Her Elsa doll ends up dying after falling into the oblivion below by their feet.
My husband’s Elsa doll grieves by crying for the fallen Elsa, to which my daughter responds,
“Don’t cry, Elsa. I’m dead. I can’t hear you.”
We’ve never spoken of death in that way (at all!) with our kids so hearing such a stark interpretation from her three-year-old lips was an eye-opener.
So much so that my husband sent me a text recap in real-time with, “Do you know what she just said to me?!”
She was right, of course, dead people can’t hear you crying, but we reassured her that it’s okay to cry even if nobody can see or hear you.

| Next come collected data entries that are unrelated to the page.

use crate::error::{Result, require_topic};
use crate::types::{
    ColorScheme, GeneratedThumbnail, Layout, Mood, RenderSpec, ThumbnailRequest,
    ThumbnailVariation,
};
use tracing::debug;

pub const VARIATION_COUNT: usize = 4;
pub const CANVAS_WIDTH: u32 = 1280;
pub const CANVAS_HEIGHT: u32 = 720;

/// Stock placeholder images, one per variation slot. Final pixels come from an
/// external renderer using each variation's [`RenderSpec`].
const PLACEHOLDER_URLS: [&str; VARIATION_COUNT] = [
    "https://images.pexels.com/photos/3184299/pexels-photo-3184299.jpeg?auto=compress&cs=tinysrgb&w=1260&h=750&dpr=1",
    "https://images.pexels.com/photos/3184306/pexels-photo-3184306.jpeg?auto=compress&cs=tinysrgb&w=1260&h=750&dpr=1",
    "https://images.pexels.com/photos/3184338/pexels-photo-3184338.jpeg?auto=compress&cs=tinysrgb&w=1260&h=750&dpr=1",
    "https://images.pexels.com/photos/3184465/pexels-photo-3184465.jpeg?auto=compress&cs=tinysrgb&w=1260&h=750&dpr=1",
];

#[derive(Debug, Clone, Copy, PartialEq, Eq)]
pub struct MoodStyle {
    pub colors: [&'static str; 5],
    pub fonts: [&'static str; 2],
    pub motifs: [&'static str; 3],
    pub emoji: &'static str,
}

#[derive(Debug, Clone, Copy, PartialEq, Eq)]
pub enum SchemePalette {
    Solid([&'static str; 5]),
    Gradient([&'static str; 2]),
}

impl SchemePalette {
    pub fn colors(self) -> Vec<&'static str> {
        match self {
            SchemePalette::Solid(colors) => colors.to_vec(),
            SchemePalette::Gradient(stops) => stops.to_vec(),
        }
    }
}

impl Mood {
    pub fn style(&self) -> MoodStyle {
        match self {
            Mood::Energetic => MoodStyle {
                colors: ["#FF6B6B", "#4ECDC4", "#45B7D1", "#96CEB4", "#FFEAA7"],
                fonts: ["bold", "dynamic"],
                motifs: ["lightning", "arrows", "burst"],
                emoji: "⚡",
            },
            Mood::Professional => MoodStyle {
                colors: ["#2C3E50", "#34495E", "#3498DB", "#E74C3C", "#F39C12"],
                fonts: ["clean", "modern"],
                motifs: ["geometric", "minimal", "corporate"],
                emoji: "💼",
            },
            Mood::Mysterious => MoodStyle {
                colors: ["#2C2C54", "#40407A", "#706FD3", "#FF5252", "#33D9B2"],
                fonts: ["dramatic", "shadow"],
                motifs: ["shadows", "gradients", "dark"],
                emoji: "🔮",
            },
            Mood::Educational => MoodStyle {
                colors: ["#3742FA", "#2ED573", "#FF6348", "#FFA502", "#747D8C"],
                fonts: ["readable", "friendly"],
                motifs: ["icons", "diagrams", "clean"],
                emoji: "📚",
            },
            Mood::Emotional => MoodStyle {
                colors: ["#FF6B9D", "#C44569", "#F8B500", "#6C5CE7", "#A29BFE"],
                fonts: ["expressive", "warm"],
                motifs: ["hearts", "soft", "organic"],
                emoji: "❤️",
            },
            Mood::Trendy => MoodStyle {
                colors: ["#00D2FF", "#3A47D5", "#FF0080", "#7209B7", "#560BAD"],
                fonts: ["modern", "stylish"],
                motifs: ["gradients", "neon", "contemporary"],
                emoji: "🔥",
            },
        }
    }
}

impl ColorScheme {
    pub fn palette(&self) -> SchemePalette {
        match self {
            ColorScheme::Vibrant => {
                SchemePalette::Solid(["#FF6B6B", "#4ECDC4", "#45B7D1", "#FFA726", "#AB47BC"])
            }
            ColorScheme::Monochrome => {
                SchemePalette::Solid(["#212121", "#424242", "#616161", "#757575", "#9E9E9E"])
            }
            ColorScheme::Pastel => {
                SchemePalette::Solid(["#FFB3BA", "#FFDFBA", "#FFFFBA", "#BAFFC9", "#BAE1FF"])
            }
            ColorScheme::Neon => {
                SchemePalette::Solid(["#FF073A", "#39FF14", "#FF073A", "#FFFF33", "#BF00FF"])
            }
            ColorScheme::Earth => {
                SchemePalette::Solid(["#8D6E63", "#A1887F", "#BCAAA4", "#D7CCC8", "#EFEBE9"])
            }
            ColorScheme::Gradient => SchemePalette::Gradient([
                "linear-gradient(45deg, #667eea 0%, #764ba2 100%)",
                "linear-gradient(45deg, #f093fb 0%, #f5576c 100%)",
            ]),
        }
    }
}

pub fn generate_thumbnail(request: &ThumbnailRequest) -> Result<GeneratedThumbnail> {
    require_topic(&request.topic)?;

    let mood = request.mood;
    let scheme = request.color_scheme;
    let style = mood.style();
    let scheme_colors = scheme.palette().colors();
    let overlay = overlay_text(request, &style);

    debug!(mood = %mood, color_scheme = %scheme, "assembling thumbnail variations");

    // Minimal: first two scheme colors over a white field.
    let minimal_palette: Vec<&str> = scheme_colors
        .iter()
        .take(2)
        .copied()
        .chain(std::iter::once("#FFFFFF"))
        .collect();
    let dynamic_palette: Vec<&str> = style
        .colors
        .iter()
        .rev()
        .chain(scheme_colors.iter())
        .copied()
        .collect();

    let variations = vec![
        ThumbnailVariation {
            url: PLACEHOLDER_URLS[0].to_string(),
            style: format!("{mood} with {scheme} colors"),
            description: format!(
                "Main thumbnail with bold text overlay and {mood} mood styling"
            ),
            render: render_spec(
                Layout::Bold,
                scheme_colors.clone(),
                &style.fonts,
                &style.motifs,
                &overlay,
            ),
        },
        ThumbnailVariation {
            url: PLACEHOLDER_URLS[1].to_string(),
            style: format!("Alternative {mood} design"),
            description: format!(
                "Variation with different composition and {scheme} color scheme"
            ),
            render: render_spec(
                Layout::Alternate,
                style.colors.to_vec(),
                &style.fonts,
                &style.motifs[..2],
                &overlay,
            ),
        },
        ThumbnailVariation {
            url: PLACEHOLDER_URLS[2].to_string(),
            style: format!("Minimalist {mood}"),
            description: format!(
                "Clean, minimal {mood} version focusing on typography and negative space"
            ),
            render: render_spec(
                Layout::Minimal,
                minimal_palette,
                &style.fonts[..1],
                &[],
                &overlay,
            ),
        },
        ThumbnailVariation {
            url: PLACEHOLDER_URLS[3].to_string(),
            style: format!("Dynamic {mood}"),
            description: format!(
                "High-energy {mood} version with dynamic elements and strong visual hierarchy"
            ),
            render: render_spec(
                Layout::Dynamic,
                dynamic_palette,
                &style.fonts,
                &style.motifs,
                &overlay,
            ),
        },
    ];

    Ok(GeneratedThumbnail {
        variations,
        alt: format!("Thumbnail variations for {}", request.topic),
        mood,
        color_scheme: scheme,
    })
}

fn overlay_text(request: &ThumbnailRequest, style: &MoodStyle) -> String {
    let base = request
        .text_overlay
        .as_deref()
        .filter(|text| !text.trim().is_empty())
        .unwrap_or(&request.topic);
    if request.include_emoji {
        format!("{base} {}", style.emoji)
    } else {
        base.to_string()
    }
}

fn render_spec(
    layout: Layout,
    palette: Vec<&str>,
    fonts: &[&str],
    motifs: &[&str],
    overlay: &str,
) -> RenderSpec {
    RenderSpec {
        layout,
        palette: to_owned(&palette),
        font_styles: to_owned(fonts),
        motifs: to_owned(motifs),
        overlay_text: overlay.to_string(),
        width: CANVAS_WIDTH,
        height: CANVAS_HEIGHT,
    }
}

fn to_owned(items: &[&str]) -> Vec<String> {
    items.iter().map(|s| s.to_string()).collect()
}

#[cfg(test)]
mod tests {
    use super::*;

    #[test]
    fn test_cooking_mysterious_earth() {
        let req = ThumbnailRequest::new("cooking", Mood::Mysterious, ColorScheme::Earth);
        let thumb = generate_thumbnail(&req).unwrap();
        assert_eq!(thumb.variations.len(), VARIATION_COUNT);
        for v in &thumb.variations {
            assert!(v.style.contains("mysterious"), "{}", v.style);
        }
        assert_eq!(thumb.variations[0].style, "mysterious with earth colors");
        assert_eq!(thumb.alt, "Thumbnail variations for cooking");
    }

    #[test]
    fn test_overlay_emoji_toggle() {
        let req = ThumbnailRequest::new("cooking", Mood::Trendy, ColorScheme::Neon);
        let thumb = generate_thumbnail(&req).unwrap();
        assert_eq!(thumb.variations[0].render.overlay_text, "cooking 🔥");

        let plain = generate_thumbnail(&req.clone().with_emoji(false)).unwrap();
        assert_eq!(plain.variations[0].render.overlay_text, "cooking");

        let custom = generate_thumbnail(&req.with_text_overlay("5 Pasta Hacks")).unwrap();
        assert_eq!(custom.variations[3].render.overlay_text, "5 Pasta Hacks 🔥");
    }

    #[test]
    fn test_gradient_scheme_has_two_stops() {
        let colors = ColorScheme::Gradient.palette().colors();
        assert_eq!(colors.len(), 2);
        assert!(colors.iter().all(|c| c.starts_with("linear-gradient")));
        for scheme in ColorScheme::ALL {
            if scheme != ColorScheme::Gradient {
                assert_eq!(scheme.palette().colors().len(), 5);
            }
        }
    }

    #[test]
    fn test_neon_palette_repeats_red() {
        assert_eq!(
            ColorScheme::Neon.palette().colors(),
            vec!["#FF073A", "#39FF14", "#FF073A", "#FFFF33", "#BF00FF"]
        );
    }

    #[test]
    fn test_render_spec_layouts_and_canvas() {
        let req = ThumbnailRequest::new("chess", Mood::Professional, ColorScheme::Monochrome);
        let thumb = generate_thumbnail(&req).unwrap();
        let layouts: Vec<Layout> = thumb.variations.iter().map(|v| v.render.layout).collect();
        assert_eq!(
            layouts,
            vec![Layout::Bold, Layout::Alternate, Layout::Minimal, Layout::Dynamic]
        );
        assert_eq!(thumb.variations[0].render.palette[0], "#212121");
        assert_eq!(thumb.variations[1].render.palette[0], "#2C3E50");
        assert_eq!(thumb.variations[2].render.palette.len(), 3);
        assert!(thumb.variations.iter().all(|v| v.render.width == 1280 && v.render.height == 720));
    }

    #[test]
    fn test_blank_topic_rejected() {
        let req = ThumbnailRequest::new(" ", Mood::Energetic, ColorScheme::Vibrant);
        assert!(generate_thumbnail(&req).unwrap_err().is_validation());
    }
}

Every time we play with the Elsa dolls, I learn more and more about how my daughter perceives her world.
A chance at role reversal
My daughter is always the adult in our play scenarios, and I always play the child. I often try to make it realistic, and my Elsa doll throws tantrums of epic proportions, but to my surprise, my daughter’s impression of an adult is to punish the child for any minor infraction.
My Elsa doll laughs.
“Go to the corner, Elsa!”
My Elsa doll asks to read a book.
“Go to the corner, Elsa! Bad girl.”
There was nothing my child-Elsa doll could do that didn’t earn her some punishment of some kind.
It dawned on me that my daughter was drunk with power and punishing my doll was the most satisfying way for her to flip the tables on our power dynamic in our real relationship. She was the “adult” in the scenario, and according to her, adults could punish children at will.
Considering we rarely punish our children, and certainly not for someone asking to read a book or for laughing, I was surprised to see how quickly she went to the dark side.
There are very good reasons why three-year-olds are not in charge of other human beings.
Absolute power corrupts absolutely, eh?
Despite not being a certified therapist, I was getting the sense that my daughter was experimenting with what it means to be an adult through her dolls.
So far, she’s worked out life and death scenarios, mild abandonment issues, and corporal punishment. I would’ve thought that those were heavy concepts for a three-year-old but she seems to understand them fairly well.
Encourage creative dramatic play
The experts all say to continue to play and encourage this type of role-playing in safe and supportive environments. As much as it hurts to hear your daughter replay scenarios of daily abandonment, keep playing the part.
According to Nancy Jo Hereford and Jane Schall in the book Learning Through Dramatic Play, parents can encourage this type of creative play in a few ways:
- Let the child take the lead—basically, follow their creative minds and you’ll be surprised where they take you.
- Provide time for the play to develop—kids need at least 45 minutes of uninterrupted time for a proper drama.
- Provide the place and the props to encourage their imagination.
- Insert some of their interests into play scenarios.
Listening and watching my daughter play with her dolls is an opportunity to get her side of the equation and to encourage her to understand whatever she is experiencing at the moment.
So, in short, as parents, we need to do less talking and more playing if we are going to help our kids work through large transitions (like moving houses, changing schools, etc.,), experiencing grief or loss of loved ones, or any issues that we may consider “minor” as parents but affect them on a daily basis (like pick-up and drop-off at school).
When it comes to playing with our kids, parents need to do less talking and more playing.